Theatre in Kingston upon Hull, England

Hull Truck Theatre is a theatre in Kingston upon Hull, England, which presents drama productions, and also tours. In March 2022, the theatre's original premises on Coltman Street, Hull, was recognised by a blue plaque to coincide with the theatre's 50-year anniversary.

==Formation==
The Hull Truck Theatre Company was founded in 1971 by actor musician Mike Bradwell when he could not find work. He placed an advertisement in Time Out magazine which read, "Half-formed theatre company seeks other half". Its first production, Children of the Lost Planet played to meagre audiences, as did the next, Last of the Great Love Goddesses. The company began to devise plays for children.

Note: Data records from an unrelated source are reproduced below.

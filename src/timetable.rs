use std::sync::{Mutex, PoisonError};

use rayon::iter::{IntoParallelIterator, ParallelIterator};
use serde::Serialize;

use crate::graph::Graph;
use crate::network::{LineIdx, StationIdx, TrainIdx};
use crate::primitives::Time;
use crate::train::{Direction, Train};

/// One stop of one train: when it stood at `station` and when it reaches the next one.
#[derive(Debug, Clone, PartialEq, Eq)]
pub struct TimetableEntry {
    pub line: LineIdx,
    pub train: TrainIdx,
    pub direction: Direction,
    pub trip_number: u32,
    pub station: StationIdx,
    pub arrival: Time,
    pub departure: Time,
    pub next_station: StationIdx,
    pub next_arrival: Time,
    pub next_departure: Time,
}

impl TimetableEntry {
    /// The entry for a train that just arrived at its current station.
    pub fn at_stop(train: &Train, graph: &Graph, dwell_time: Time) -> Option<Self> {
        let station = train.current_station?;
        let arrival = train.arrival_at_current?;
        let departure = arrival + dwell_time;
        let next_arrival = departure + graph.segment_time(station, train.next_station);
        Some(Self {
            line: train.line,
            train: train.id,
            direction: train.direction,
            trip_number: train.trip_number,
            station,
            arrival,
            departure,
            next_station: train.next_station,
            next_arrival,
            next_departure: next_arrival + dwell_time,
        })
    }

    fn sort_key(&self) -> (Time, TrainIdx) {
        (self.arrival, self.train)
    }
}

/// The stops trains actually made during a run. Trains of one batch record concurrently.
#[derive(Debug, Default)]
pub struct RealTimetable {
    entries: Mutex<Vec<TimetableEntry>>,
}

impl RealTimetable {
    pub fn new() -> Self {
        Self::default()
    }

    pub fn record(&self, entry: TimetableEntry) {
        self.entries
            .lock()
            .unwrap_or_else(PoisonError::into_inner)
            .push(entry);
    }

    /// All entries ordered by arrival, then train.
    pub fn entries(&mut self) -> &[TimetableEntry] {
        let entries = self.entries.get_mut().unwrap_or_else(PoisonError::into_inner);
        entries.sort_by_key(TimetableEntry::sort_key);
        entries
    }

    pub fn len(&mut self) -> usize {
        self.entries().len()
    }

    pub fn is_empty(&mut self) -> bool {
        self.len() == 0
    }
}

/// The timetable the fleet would run on an undisturbed network until `end_time`.
pub fn pre_timetable(
    graph: &Graph,
    trains: Vec<Train>,
    dwell_time: Time,
    end_time: Time,
) -> Vec<TimetableEntry> {
    let mut entries: Vec<TimetableEntry> = trains
        .into_par_iter()
        .flat_map_iter(|mut train| {
            let line = graph.line(train.line);
            let mut stops = Vec::new();
            while train.next_station_arrival < end_time {
                train.arrive(line);
                let Some(entry) = TimetableEntry::at_stop(&train, graph, dwell_time) else {
                    break;
                };
                train.next_station_arrival = entry.next_arrival;
                stops.push(entry);
            }
            stops
        })
        .collect();
    entries.sort_by_key(TimetableEntry::sort_key);
    entries
}

#[derive(Serialize)]
struct TimetableRow<'a> {
    line: &'a str,
    train: u32,
    direction: &'static str,
    trip: u32,
    station: &'a str,
    arrival: Time,
    departure: Time,
    next_station: &'a str,
    next_arrival: Time,
    next_departure: Time,
}

pub fn write_timetable(
    graph: &Graph,
    entries: &[TimetableEntry],
    stream: impl std::io::Write,
) -> Result<(), csv::Error> {
    let mut writer = csv::WriterBuilder::new()
        .delimiter(b';')
        .from_writer(stream);
    for entry in entries {
        writer.serialize(TimetableRow {
            line: &graph.line(entry.line).code,
            train: entry.train.0,
            direction: match entry.direction {
                Direction::Up => "up",
                Direction::Down => "down",
            },
            trip: entry.trip_number,
            station: &graph.station(entry.station).code,
            arrival: entry.arrival,
            departure: entry.departure,
            next_station: &graph.station(entry.next_station).code,
            next_arrival: entry.next_arrival,
            next_departure: entry.next_departure,
        })?;
    }
    writer.flush()?;
    Ok(())
}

Initially touring out of its Coltman Street base in Hull, where company members lived and rehearsed, Hull Truck started to receive acclaim for its children's work. It was at the same time devising shows that were being performed in working men's clubs and as late-night cabaret. Bradwell, who insisted that all the actors play musical instruments, described the approach as "provocative and challenging, but above all, entertaining.” Music was at the heart of their work, along with an underlying sense of anarchy.

In 1974 the company devised The Knowledge and, although over half the audience walked out at the play's premiere at the Forum Theatre in Manchester, the critical praise of The Guardian reviewer Robin Thornber led to the Bush Theatre taking an interest and staging the production.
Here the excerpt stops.